Note to reader: The backstory to this post is here. I currently can’t sleep and I have to be up soon to get the bands on my braces changed however I honestly don’t think that I will be able to fall asleep until I get these thoughts out of my mind and onto this post.
Side note: The other readers who have been with me on this journey for awhile will understand why this situation is bugging me so much, I honestly don’t want to go over my love life issues right now so I am just going to say that if you want to know more about them check out the “Trials in love” tab of my blog for more information about what I have been through love wise so far. For the readers who don’t get why this situation is a big deal for me I apologize in advance.
Dear reader I don’t personally trust where Oscar has been sexually given how he has been acting on the “dating site” that we *met* on(because you can add people as friends on there I can see whenever he posts comments on other people’s pictures and stuff) as well as the fact that he is pretty open about the fact that he has been in open relationships.
I know that I shouldn’t care especially since we aren’t dating however he told me a few days ago that he wants to come see me in a few weeks. He says that he will classify it as a business trip so he can use the company he works for to pay for the flight and stuff.
I do truly think that he would be cool to hang out with and believe it or not dear reader he talked about renting a van with a ramp on it so that he can take me out easier(He already knows about my chair and stuff) I didn’t even know that you can rent vans like that until he showed me the link.
However I am worried about possibly getting an STD from him and yes dear reader I would use protection but you still never know.
I have also never had sex with a guy that I wasn’t in a relationship with first so I feel like I would be throwing most of my personal “rules” out of the window if I did something with him.
I told him the last time we talked not to expect sex with me just because he comes to visit me and he said he understood and was ok with it.
That was before I saw him flirting with other people on the site and I think judging by how they were talking that he might have went to meet up with her for sex.
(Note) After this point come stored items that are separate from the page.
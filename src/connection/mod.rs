//! Connection Handler Module
//!
//! This module manages individual client connections to FlashCache.
//! Each client connection is handled by its own async task; connections
//! share nothing but the store.
//!
//! ## Architecture
//!
//! ```text
//! ┌─────────────────────────────────────────────────────────────┐
//! │                     TCP Listener                            │
//! │                    (server.rs)                              │
//! └──────────────────────┬──────────────────────────────────────┘
//!                        │
//!                        │ accept() + spawn task
//!                        ▼
//! ┌─────────────────────────────────────────────────────────────┐
//! │                 ConnectionHandler                           │
//! │                                                             │
//! │  ┌─────────────┐    ┌─────────────┐    ┌─────────────┐     │
//! │  │ Frame line  │───>│ Execute cmd │───>│ Send reply  │     │
//! │  │ (+ data)    │    │             │    │             │     │
//! │  └─────────────┘    └─────────────┘    └─────────────┘     │
//! └─────────────────────────────────────────────────────────────┘
//! ```
//!
//! ## Example
//!
//! ```ignore
//! use flashcache::connection::{handle_connection, ConnectionConfig, ConnectionStats};
//! use flashcache::commands::CommandHandler;
//! use flashcache::storage::MemoryStore;
//! use std::sync::Arc;
//!
//! let store = Arc::new(MemoryStore::new());
//! let stats = Arc::new(ConnectionStats::new());
//! let handler = CommandHandler::new(store);
//!
//! // For each accepted connection...
//! let (stream, addr) = listener.accept().await?;
//! tokio::spawn(handle_connection(stream, addr, handler, ConnectionConfig::default(), stats));
//! ```

pub mod handler;

pub use handler::{
    handle_connection, ConnectionConfig, ConnectionError, ConnectionHandler, ConnectionStats,
};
Again dear reader I don’t really feel jealous because we aren’t dating however I don’t want to be used and thrown away.
At the end of the day I have to live with my choices and be able to look myself in the mirror and like what I see.
I have always had high respect for myself and my body(I haven’t had sex with anyone since June of 2011 because of the fact that that was when I broke up with my last serious boyfriend), however I also know that I can’t be a saint forever and I have needs and urges just like everyone else.
I guess I know deep down inside what I want to do it’s just that A. I don’t know how to tell him that I don’t trust him to not just use me and B. I don’t know if I will ever get another chance at a guy with all of the stuff we have in common plus the fact that he wants to spoil me and he seems like he can actually afford to.
I know that you might say that caring about that makes me materialistic and in all honesty I am a little bit materialistic however I still have my own personal core morality that I truly do try my hardest to follow even when it’s the hard choice to do so.
I honestly wish that I had a way to tell him what I am worried about without making him mad at me because so far he does really seem like a good guy.
I promise to keep you updated on everything dear reader as soon as I know anything more about this situation.
Thanks again dear reader for staying on this journey with me and being *here* for me to vent to. My life is so much better with you guys in it ♡.